Supplied information:
────────

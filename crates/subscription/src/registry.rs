// SPDX-License-Identifier: AGPL-3.0-or-later
// Copyright (c) 2025 ReifyDB

//! Registry mapping event types to their notification channels.

use std::{collections::HashMap, sync::Arc};

use conduit_type::{Error, Result};
use dashmap::DashMap;
use parking_lot::RwLock;
use serde_json::Value;
use tokio::sync::mpsc;
use tracing::{debug, warn};

use crate::{DeliveryResult, EventType, Notification, SessionId};

/// Per-session buffer used when none is configured.
pub const DEFAULT_SUBSCRIBER_BUFFER: usize = 64;

/// The live subscribers of one event type.
pub struct NotificationChannel {
	event_type: EventType,
	subscribers: DashMap<SessionId, mpsc::Sender<Notification>>,
}

impl NotificationChannel {
	fn new(event_type: EventType) -> Self {
		Self {
			event_type,
			subscribers: DashMap::new(),
		}
	}

	pub fn event_type(&self) -> &EventType {
		&self.event_type
	}

	pub fn subscriber_count(&self) -> usize {
		self.subscribers.len()
	}

	/// Fan `notification` out to every subscriber. Returns how many accepted it.
	fn deliver(&self, notification: &Notification) -> usize {
		let mut delivered = 0;
		let mut disconnected = Vec::new();

		for entry in self.subscribers.iter() {
			match DeliveryResult::try_deliver(entry.value(), notification.clone()) {
				DeliveryResult::Delivered => delivered += 1,
				DeliveryResult::BackPressure => {
					warn!("Subscriber buffer full for session {} on {}, dropping notification", entry.key(), self.event_type);
				}
				DeliveryResult::Disconnected => disconnected.push(*entry.key()),
			}
		}

		// removal must happen after iteration releases the shard locks
		for session_id in disconnected {
			self.subscribers.remove(&session_id);
			debug!("Pruned disconnected session {} from {}", session_id, self.event_type);
		}

		delivered
	}
}

/// Receive side of one session's subscription.
///
/// Removes itself from its notification channel when unregistered or dropped,
/// whichever comes first.
pub struct Subscriber {
	session_id: SessionId,
	channel: Arc<NotificationChannel>,
	receiver: mpsc::Receiver<Notification>,
	registered: bool,
}

impl Subscriber {
	pub fn session_id(&self) -> SessionId {
		self.session_id
	}

	pub fn event_type(&self) -> &EventType {
		&self.channel.event_type
	}

	/// Wait for the next notification. `None` once the event type is retired.
	pub async fn recv(&mut self) -> Option<Notification> {
		self.receiver.recv().await
	}

	pub fn try_recv(&mut self) -> Option<Notification> {
		self.receiver.try_recv().ok()
	}

	/// Remove this session from the registry. Returns `false` if it was already
	/// gone, e.g. because the event type was retired.
	pub fn unregister(mut self) -> bool {
		self.deregister()
	}

	fn deregister(&mut self) -> bool {
		if !self.registered {
			return false;
		}
		self.registered = false;

		let removed = self.channel.subscribers.remove(&self.session_id).is_some();
		debug!("Unregistered session {} from {}", self.session_id, self.channel.event_type);
		removed
	}
}

impl Drop for Subscriber {
	fn drop(&mut self) {
		self.deregister();
	}
}

/// Directory of event types and their notification channels.
///
/// The key set is owned by the event publisher: it must [`declare`] an event
/// type before any session can register for it. Registration and publication
/// only take the read lock.
///
/// [`declare`]: SubscriptionRegistry::declare
pub struct SubscriptionRegistry {
	channels: RwLock<HashMap<EventType, Arc<NotificationChannel>>>,
	buffer: usize,
}

impl SubscriptionRegistry {
	/// Create a registry whose subscribers buffer up to `buffer` notifications.
	pub fn new(buffer: usize) -> Self {
		Self {
			channels: RwLock::new(HashMap::new()),
			buffer: buffer.max(1),
		}
	}

	/// Create a registry with `event_types` already declared.
	pub fn with_event_types<I, E>(buffer: usize, event_types: I) -> Self
	where
		I: IntoIterator<Item = E>,
		E: Into<EventType>,
	{
		let registry = Self::new(buffer);
		for event_type in event_types {
			registry.declare(event_type);
		}
		registry
	}

	/// Make `event_type` available for registration. Returns `false` if it was
	/// already declared; existing subscribers are kept.
	pub fn declare(&self, event_type: impl Into<EventType>) -> bool {
		let event_type = event_type.into();
		let mut channels = self.channels.write();
		if channels.contains_key(&event_type) {
			return false;
		}

		debug!("Declared event type {}", event_type);
		channels.insert(event_type.clone(), Arc::new(NotificationChannel::new(event_type)));
		true
	}

	/// Remove `event_type`. Its subscribers see their channel close.
	pub fn retire(&self, event_type: &str) -> bool {
		let Some(channel) = self.channels.write().remove(event_type) else {
			return false;
		};

		channel.subscribers.clear();
		debug!("Retired event type {}", event_type);
		true
	}

	pub fn is_declared(&self, event_type: &str) -> bool {
		self.channels.read().contains_key(event_type)
	}

	pub fn event_types(&self) -> Vec<EventType> {
		let mut event_types: Vec<_> = self.channels.read().keys().cloned().collect();
		event_types.sort();
		event_types
	}

	/// Register `session_id` for notifications of `event_type`.
	///
	/// Fails with [`Error::UnknownEventType`] if the event type was never declared.
	pub fn register(&self, event_type: &str, session_id: SessionId) -> Result<Subscriber> {
		let (sender, receiver) = mpsc::channel(self.buffer);

		let channel = {
			let channels = self.channels.read();
			let channel = channels
				.get(event_type)
				.cloned()
				.ok_or_else(|| Error::UnknownEventType(event_type.to_string()))?;
			// insert under the read lock so a concurrent retire cannot orphan us
			channel.subscribers.insert(session_id, sender);
			channel
		};

		debug!("Registered session {} for {}", session_id, event_type);

		Ok(Subscriber {
			session_id,
			channel,
			receiver,
			registered: true,
		})
	}

	/// Remove `session_id` from `event_type`. Returns `true` if it was registered.
	pub fn unregister(&self, event_type: &str, session_id: SessionId) -> bool {
		let channels = self.channels.read();
		match channels.get(event_type) {
			Some(channel) => channel.subscribers.remove(&session_id).is_some(),
			None => false,
		}
	}

	/// Notify every subscriber of `event_type`. Returns how many were notified.
	///
	/// Never blocks on a subscriber: a full buffer drops the notification for
	/// that subscriber, a closed one is pruned.
	pub fn publish(&self, event_type: &str, payload: Option<Value>) -> Result<usize> {
		let channel = self
			.channels
			.read()
			.get(event_type)
			.cloned()
			.ok_or_else(|| Error::UnknownEventType(event_type.to_string()))?;

		let notification = Notification::new(channel.event_type.clone(), payload);
		let delivered = channel.deliver(&notification);
		debug!("Published {} to {} subscriber(s)", event_type, delivered);
		Ok(delivered)
	}

	pub fn subscriber_count(&self, event_type: &str) -> usize {
		self.channels.read().get(event_type).map(|channel| channel.subscriber_count()).unwrap_or(0)
	}
}

impl Default for SubscriptionRegistry {
	fn default() -> Self {
		Self::new(DEFAULT_SUBSCRIBER_BUFFER)
	}
}

#[cfg(test)]
mod tests {
	use serde_json::json;

	use super::*;

	#[tokio::test]
	async fn test_register_publish_receive() {
		let registry = SubscriptionRegistry::with_event_types(8, ["orderUpdated"]);
		let mut subscriber = registry.register("orderUpdated", SessionId::generate()).unwrap();
		assert_eq!(registry.subscriber_count("orderUpdated"), 1);

		let delivered = registry.publish("orderUpdated", Some(json!({"id": "ord_1"}))).unwrap();
		assert_eq!(delivered, 1);

		let notification = subscriber.recv().await.unwrap();
		assert_eq!(notification.event_type.as_str(), "orderUpdated");
		assert_eq!(notification.payload, Some(json!({"id": "ord_1"})));
	}

	#[test]
	fn test_register_unknown_event_type() {
		let registry = SubscriptionRegistry::default();
		let err = registry.register("orderUpdated", SessionId::generate()).err().unwrap();
		assert_eq!(err, Error::UnknownEventType("orderUpdated".to_string()));
		assert_eq!(err.to_string(), "unknown event type: orderUpdated");
	}

	#[test]
	fn test_publish_unknown_event_type() {
		let registry = SubscriptionRegistry::default();
		assert!(registry.publish("orderUpdated", None).is_err());
	}

	#[test]
	fn test_register_releases_lock() {
		let registry = SubscriptionRegistry::with_event_types(8, ["orderUpdated"]);
		let _subscriber = registry.register("orderUpdated", SessionId::generate()).unwrap();

		assert!(registry.channels.try_write().is_some());
		assert!(registry.declare("orderCreated"));
	}

	#[test]
	fn test_drop_unregisters() {
		let registry = SubscriptionRegistry::with_event_types(8, ["orderUpdated"]);
		let subscriber = registry.register("orderUpdated", SessionId::generate()).unwrap();
		assert_eq!(registry.subscriber_count("orderUpdated"), 1);

		drop(subscriber);
		assert_eq!(registry.subscriber_count("orderUpdated"), 0);
		assert_eq!(registry.publish("orderUpdated", None).unwrap(), 0);
	}

	#[test]
	fn test_explicit_unregister_happens_once() {
		let registry = SubscriptionRegistry::with_event_types(8, ["orderUpdated"]);
		let session_id = SessionId::generate();
		let subscriber = registry.register("orderUpdated", session_id).unwrap();

		assert!(subscriber.unregister());
		assert!(!registry.unregister("orderUpdated", session_id));
		assert_eq!(registry.subscriber_count("orderUpdated"), 0);
	}

	#[test]
	fn test_registry_unregister() {
		let registry = SubscriptionRegistry::with_event_types(8, ["orderUpdated"]);
		let session_id = SessionId::generate();
		let subscriber = registry.register("orderUpdated", session_id).unwrap();

		assert!(registry.unregister("orderUpdated", session_id));
		assert!(!subscriber.unregister());
	}

	#[test]
	fn test_fan_out_to_all_subscribers() {
		let registry = SubscriptionRegistry::with_event_types(8, ["orderUpdated", "orderCreated"]);
		let mut first = registry.register("orderUpdated", SessionId::generate()).unwrap();
		let mut second = registry.register("orderUpdated", SessionId::generate()).unwrap();
		let mut other = registry.register("orderCreated", SessionId::generate()).unwrap();

		assert_eq!(registry.publish("orderUpdated", None).unwrap(), 2);
		assert!(first.try_recv().is_some());
		assert!(second.try_recv().is_some());
		assert!(other.try_recv().is_none());
	}

	#[test]
	fn test_full_buffer_drops_notification() {
		let registry = SubscriptionRegistry::with_event_types(1, ["tick"]);
		let mut subscriber = registry.register("tick", SessionId::generate()).unwrap();

		assert_eq!(registry.publish("tick", Some(json!(1))).unwrap(), 1);
		assert_eq!(registry.publish("tick", Some(json!(2))).unwrap(), 0);
		assert_eq!(registry.subscriber_count("tick"), 1);

		assert_eq!(subscriber.try_recv().unwrap().payload, Some(json!(1)));
		assert!(subscriber.try_recv().is_none());
	}

	#[tokio::test]
	async fn test_retire_closes_subscribers() {
		let registry = SubscriptionRegistry::with_event_types(8, ["tick"]);
		let mut subscriber = registry.register("tick", SessionId::generate()).unwrap();

		assert!(registry.retire("tick"));
		assert!(!registry.is_declared("tick"));
		assert!(subscriber.recv().await.is_none());
		assert!(!subscriber.unregister());
	}

	#[test]
	fn test_declare_is_idempotent() {
		let registry = SubscriptionRegistry::default();
		assert!(registry.declare("b"));
		assert!(registry.declare("a"));
		assert!(!registry.declare("a"));
		assert_eq!(registry.event_types(), vec![EventType::from("a"), EventType::from("b")]);
	}
}
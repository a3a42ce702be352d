// SPDX-License-Identifier: AGPL-3.0-or-later
// Copyright (c) 2025 ReifyDB

use conduit_engine::Variables;
use conduit_type::{Error, Result};
use serde::{Deserialize, Serialize};

/// Body of a query, mutation or subscription request.
#[derive(Debug, Clone, PartialEq, Serialize, Deserialize)]
pub struct GraphqlRequest {
	pub query: String,
	#[serde(default)]
	pub variables: Option<Variables>,
}

impl GraphqlRequest {
	pub fn new(query: impl Into<String>) -> Self {
		Self {
			query: query.into(),
			variables: None,
		}
	}

	pub fn with_variables(mut self, variables: Variables) -> Self {
		self.variables = Some(variables);
		self
	}
}

/// Decode a request body. An empty body or an empty query text is reported
/// as [`Error::MissingBody`], anything that is not the expected JSON object as
/// [`Error::MalformedBody`].
pub fn decode_request(body: &[u8]) -> Result<GraphqlRequest> {
	if body.iter().all(u8::is_ascii_whitespace) {
		return Err(Error::MissingBody);
	}

	let request: GraphqlRequest = serde_json::from_slice(body)?;
	if request.query.trim().is_empty() {
		return Err(Error::MissingBody);
	}
	Ok(request)
}

#[cfg(test)]
mod tests {
	use serde_json::json;

	use super::*;

	#[test]
	fn test_decode_with_variables() {
		let request = decode_request(br#"{"query": "{ a }", "variables": {"id": 1}}"#).unwrap();
		assert_eq!(request.query, "{ a }");
		assert_eq!(request.variables.unwrap().get("id"), Some(&json!(1)));
	}

	#[test]
	fn test_decode_null_variables() {
		let request = decode_request(br#"{"query": "{ a }", "variables": null}"#).unwrap();
		assert!(request.variables.is_none());
	}

	#[test]
	fn test_empty_body() {
		assert_eq!(decode_request(b""), Err(Error::MissingBody));
		assert_eq!(decode_request(b"  \n"), Err(Error::MissingBody));
		assert_eq!(decode_request(br#"{"query": " "}"#), Err(Error::MissingBody));
	}

	#[test]
	fn test_malformed_body() {
		assert!(matches!(decode_request(b"{not json"), Err(Error::MalformedBody(_))));
		assert!(matches!(decode_request(br#"{"variables": {}}"#), Err(Error::MalformedBody(_))));
	}
}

────────

Task description: Wherever the word "MissingBody" appears in the listing above, copy the whole line.

Solution for this problem:
/// as [`Error::MissingBody`], anything that is not the expected JSON object as
		return Err(Error::MissingBody);
		return Err(Error::MissingBody);
		assert_eq!(decode_request(b""), Err(Error::MissingBody));
		assert_eq!(decode_request(b"  \n"), Err(Error::MissingBody));
		assert_eq!(decode_request(br#"{"query": " "}"#), Err(Error::MissingBody));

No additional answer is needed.